Zur altertümlichen Lochkamera greifen Fotografen hin und wieder, um die stilisierten Grundformen neuer Architektur hervorzuheben. Manchmal sind die simplen Apparate mit ihrer geringen Schärfe und fehlenden Details von Vorteil – weil sie der Sache, der Intention des Fotografen dienen. Josef Koudelka hat in dieser Beziehung ganz feste Vorstellungen, seit Jahrzehnten schon: Ob im „Schwarzen Dreieck“ osteuropäischer Brachlandschaften oder auf den Spuren des „Chaos“ kolossaler Industriemonumente, der Magnum-Fotograf schaut im Panoramaformat auf die Welt. Die Kamera ist schwer, sie lässt pro Film vier Aufnahmen im Format 6 mal 17 Zentimeter zu. Kein Apparat für Reporter. Und so waren schon 1992 Koudelkas Beiträge für den Sammelband „Beyrouth Centre Ville“ deutlich zu unterscheiden von Aufnahmen, die der Foto-Essayist Robert Frank, die Reporter Raymond Depardon und Rene Burri oder der Architekturfotograf Gabriele Basilico von ihren Streifzügen durch die vom Bürgerkrieg schwer gezeichnete Mittelmeer-Metropole mitbrachten.

Straßensperren, Stacheldrahthindernisse und Sandsackbarrikaden vor menschenleerer Ruinenkulisse mit grobkörnigen Schwarzweiß-Aufnahmen bedrängend ins Bild zu setzen, dafür schien niemand besser geeignet als Koudelka mit seiner Panoramakamera. Mit Frontalansicht und in Zentralperspektive schafft der Apparat Distanz. Und fokussiert den Blick auf übermächtige Architektur-Monumente als düsteren Ausdruck für die Folgen militärischer Aggressionen.

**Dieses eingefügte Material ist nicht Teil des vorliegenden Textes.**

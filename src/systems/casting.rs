//! Spell casting: spawn the configured effect from a hand socket and pay the
//! mana cost.

use crate::components::{Facing, Mana, SpellAbility};
use crate::engine::{Animator, EffectSpawner, HandSocket};
use crate::events::{EventQueue, GameEvent};
use hecs::{Entity, World};

/// Spawn one spell effect from the left or right hand socket, oriented along
/// the character's facing, owned by the caster.
///
/// Silently skipped unless a prototype is configured and any mana remains.
/// The cost is deducted clamped, so a partial pool still pays what it has -
/// there is no cooldown and no regeneration here.
pub fn cast_spell(
    world: &mut World,
    entity: Entity,
    use_right_hand: bool,
    animator: &impl Animator,
    spawner: &mut impl EffectSpawner,
    events: &mut EventQueue,
) {
    puffin::profile_function!();

    let Ok(ability) = world.get::<&SpellAbility>(entity) else {
        return;
    };
    let Some(prototype) = ability.prototype else {
        return;
    };
    let Ok(mut mana) = world.get::<&mut Mana>(entity) else {
        return;
    };
    if mana.is_empty() {
        return;
    }

    let hand = if use_right_hand {
        HandSocket::Right
    } else {
        HandSocket::Left
    };
    let location = animator.socket_location(hand);
    let yaw = world.get::<&Facing>(entity).map(|f| f.yaw).unwrap_or(0.0);

    spawner.spawn(prototype, location, yaw, entity);
    mana.spend(ability.cost);

    events.push(GameEvent::SpellCast {
        entity,
        hand,
        mana_remaining: mana.current,
    });
}

#[cfg(test)]
mod tests {
    use super::*;
    use crate::engine::EffectPrototype;
    use crate::headless::{HeadlessAnimator, RecordingSpawner};
    use glam::Vec3;

    const FIREBOLT: EffectPrototype = EffectPrototype(7);

    fn spawn_caster(world: &mut World, mana: f32) -> Entity {
        world.spawn((
            Mana {
                current: mana,
                max: 100.0,
            },
            Facing { yaw: 90.0 },
            SpellAbility {
                prototype: Some(FIREBOLT),
                cost: 10.0,
            },
        ))
    }

    #[test]
    fn test_cast_spawns_effect_at_hand_and_deducts_cost() {
        let mut world = World::new();
        let entity = spawn_caster(&mut world, 100.0);
        let mut animator = HeadlessAnimator::new();
        animator.set_hand_sockets(Vec3::new(-30.0, 0.0, 140.0), Vec3::new(30.0, 0.0, 140.0));
        let mut spawner = RecordingSpawner::new();
        let mut events = EventQueue::new();

        cast_spell(&mut world, entity, true, &animator, &mut spawner, &mut events);

        assert_eq!(spawner.spawned.len(), 1);
        let effect = spawner.spawned[0];
        assert_eq!(effect.prototype, FIREBOLT);
        assert_eq!(effect.location, Vec3::new(30.0, 0.0, 140.0));
        assert_eq!(effect.yaw, 90.0);
        assert_eq!(effect.owner, entity);
        assert_eq!(world.get::<&Mana>(entity).unwrap().current, 90.0);
    }

    #[test]
    fn test_left_hand_uses_left_socket() {
        let mut world = World::new();
        let entity = spawn_caster(&mut world, 100.0);
        let mut animator = HeadlessAnimator::new();
        animator.set_hand_sockets(Vec3::new(-30.0, 0.0, 140.0), Vec3::new(30.0, 0.0, 140.0));
        let mut spawner = RecordingSpawner::new();
        let mut events = EventQueue::new();

        cast_spell(&mut world, entity, false, &animator, &mut spawner, &mut events);

        assert_eq!(spawner.spawned[0].location, Vec3::new(-30.0, 0.0, 140.0));
    }

    #[test]
    fn test_partial_mana_pays_what_it_has() {
        let mut world = World::new();
        let entity = spawn_caster(&mut world, 5.0);
        let animator = HeadlessAnimator::new();
        let mut spawner = RecordingSpawner::new();
        let mut events = EventQueue::new();

        cast_spell(&mut world, entity, true, &animator, &mut spawner, &mut events);

        // 5 mana covers a 10-cost cast; the pool clamps at zero
        assert_eq!(spawner.spawned.len(), 1);
        assert_eq!(world.get::<&Mana>(entity).unwrap().current, 0.0);
    }

    #[test]
    fn test_empty_mana_skips_cast() {
        let mut world = World::new();
        let entity = spawn_caster(&mut world, 0.0);
        let animator = HeadlessAnimator::new();
        let mut spawner = RecordingSpawner::new();
        let mut events = EventQueue::new();

        cast_spell(&mut world, entity, true, &animator, &mut spawner, &mut events);

        assert!(spawner.spawned.is_empty());
        assert_eq!(world.get::<&Mana>(entity).unwrap().current, 0.0);
        assert!(events.is_empty());
    }

    #[test]
    fn test_no_prototype_skips_cast() {
        let mut world = World::new();
        let entity = world.spawn((
            Mana::new(100.0),
            SpellAbility {
                prototype: None,
                cost: 10.0,
            },
        ));
        let animator = HeadlessAnimator::new();
        let mut spawner = RecordingSpawner::new();
        let mut events = EventQueue::new();

        cast_spell(&mut world, entity, true, &animator, &mut spawner, &mut events);

        assert!(spawner.spawned.is_empty());
        assert_eq!(world.get::<&Mana>(entity).unwrap().current, 100.0);
    }
}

Die „Schuldfrage“ schien dem Fotografen – da die Gewalt von allen Bürgerkriegsparteien gleichermaßen ausging – nicht weiter von Belang. Und welche Ursachen und Wirkungen die Brutalität im alltäglichen Leben hat – das sollte sich angesichts einer von Granateinschlägen und Bombentrichtern zerfurchten Stadtlandschaft erahnen lassen.

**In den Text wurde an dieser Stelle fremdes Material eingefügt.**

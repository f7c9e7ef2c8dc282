//! Database schema definitions

use crate::vocabulary::Vocabulary;

/// Version stamped into `meta` on every open
pub const SCHEMA_VERSION: &str = "1";

/// Meta keys
pub const META_SCHEMA_VERSION: &str = "schema_version";
pub const META_SEEDED: &str = "seeded";
pub const META_SEED_COUNT: &str = "seed_count";

/// SQL to create the components table
///
/// Structured metadata (a11y, seo, responsive, quality) is stored as JSON text.
pub const CREATE_COMPONENTS_TABLE: &str = r#"
CREATE TABLE IF NOT EXISTS components (
    id TEXT PRIMARY KEY,
    name TEXT NOT NULL,
    category TEXT NOT NULL,
    type TEXT NOT NULL,
    variant TEXT NOT NULL,
    jsx TEXT NOT NULL,
    css TEXT,
    a11y TEXT NOT NULL,
    seo TEXT,
    responsive TEXT NOT NULL,
    quality TEXT NOT NULL
)
"#;

/// SQL to create the tailwind role map
pub const CREATE_TAILWIND_TABLE: &str = r#"
CREATE TABLE IF NOT EXISTS tailwind_classes (
    component_id TEXT NOT NULL REFERENCES components(id) ON DELETE CASCADE,
    role TEXT NOT NULL,
    classes TEXT NOT NULL,
    PRIMARY KEY (component_id, role)
)
"#;

/// SQL to create the meta key/value table
pub const CREATE_META_TABLE: &str = r#"
CREATE TABLE IF NOT EXISTS meta (
    key TEXT PRIMARY KEY,
    value TEXT NOT NULL
)
"#;

/// SQL to create indexes on the core tables
pub const CREATE_INDEXES: &[&str] = &[
    "CREATE INDEX IF NOT EXISTS idx_components_type ON components(type)",
    "CREATE INDEX IF NOT EXISTS idx_components_category ON components(category)",
    "CREATE INDEX IF NOT EXISTS idx_tailwind_component ON tailwind_classes(component_id)",
];

/// Term table, join table and lookup index for one vocabulary kind
fn vocabulary_statements(vocab: Vocabulary) -> [String; 3] {
    let terms = vocab.term_table();
    let join = vocab.join_table();
    [
        format!("CREATE TABLE IF NOT EXISTS {terms} (name TEXT PRIMARY KEY)"),
        format!(
            "CREATE TABLE IF NOT EXISTS {join} (
                component_id TEXT NOT NULL REFERENCES components(id) ON DELETE CASCADE,
                name TEXT NOT NULL REFERENCES {terms}(name),
                PRIMARY KEY (component_id, name)
            )"
        ),
        format!("CREATE INDEX IF NOT EXISTS idx_{join}_name ON {join}(name)"),
    ]
}

/// All schema creation statements, in dependency order
pub fn all_schema_statements() -> Vec<String> {
    let mut stmts: Vec<String> = vec![
        CREATE_COMPONENTS_TABLE.to_string(),
        CREATE_TAILWIND_TABLE.to_string(),
        CREATE_META_TABLE.to_string(),
    ];
    for vocab in Vocabulary::all() {
        stmts.extend(vocabulary_statements(*vocab));
    }
    stmts.extend(CREATE_INDEXES.iter().map(|s| s.to_string()));
    stmts
}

In Koudelkas neuem Fotoband „Wall“ geht es nun um Israel, genauer um „israelische und palästinensische Landschaften 2008 - 2012“. Auf insgesamt vier ausgedehnten Reisen hat der Fotograf das Land erkundet und sich dann für die Teilnahme an einem Projekt mit dem Arbeitstitel „Israel: Portrait of a Work in Progress“ entschieden. Zwölf Kollegen waren vom französischen Fotografen Frédéric Brenner eingeladen, darunter Thomas Struth und Jeff Wall, Stephen Shore, Fazal Sheikh oder Nick Waplington. Koudelka wählte schließlich ganz bewusst das Thema „Mauer“, den nach einer Serie von Terroranschlägen im April 2002 von den israelischen Behörden errichteten befestigten Grenzzaun im Westjordanland.

Alle nur erdenklichen Annäherungen, alle möglichen „Einstellungen“ hat der Fotograf im Panoramaformat durchdekliniert. Ein Kranz nach innen gekrümmter Fertigbauteile, mit der eine Tunneleinfahrt vor Anschlägen geschützt werden soll, ist aus der Vogelperspektive zu sehen: Der Betonwall gerät zur „land art“ – als sei eine Skulptur von Tony Cragg in die karge Landschaft gestürzt. Der zugemauerten Straßeneinmündung in Hebron nähert Koudelka sich in Frontalansicht, bringt dadurch auch die benachbarten Häuser mit geschlossenen Ladentüren und heruntergelassenen Rollläden ins Bild. Das ist im Wortsinne „umfassend“ dokumentiert – hinterlässt aber einen ganz zwiespältigen Eindruck: Schwer zu entscheiden, ob hier lähmende Stille herrscht oder doch nur die für viele arabische Städte typische Feiertagsruhe.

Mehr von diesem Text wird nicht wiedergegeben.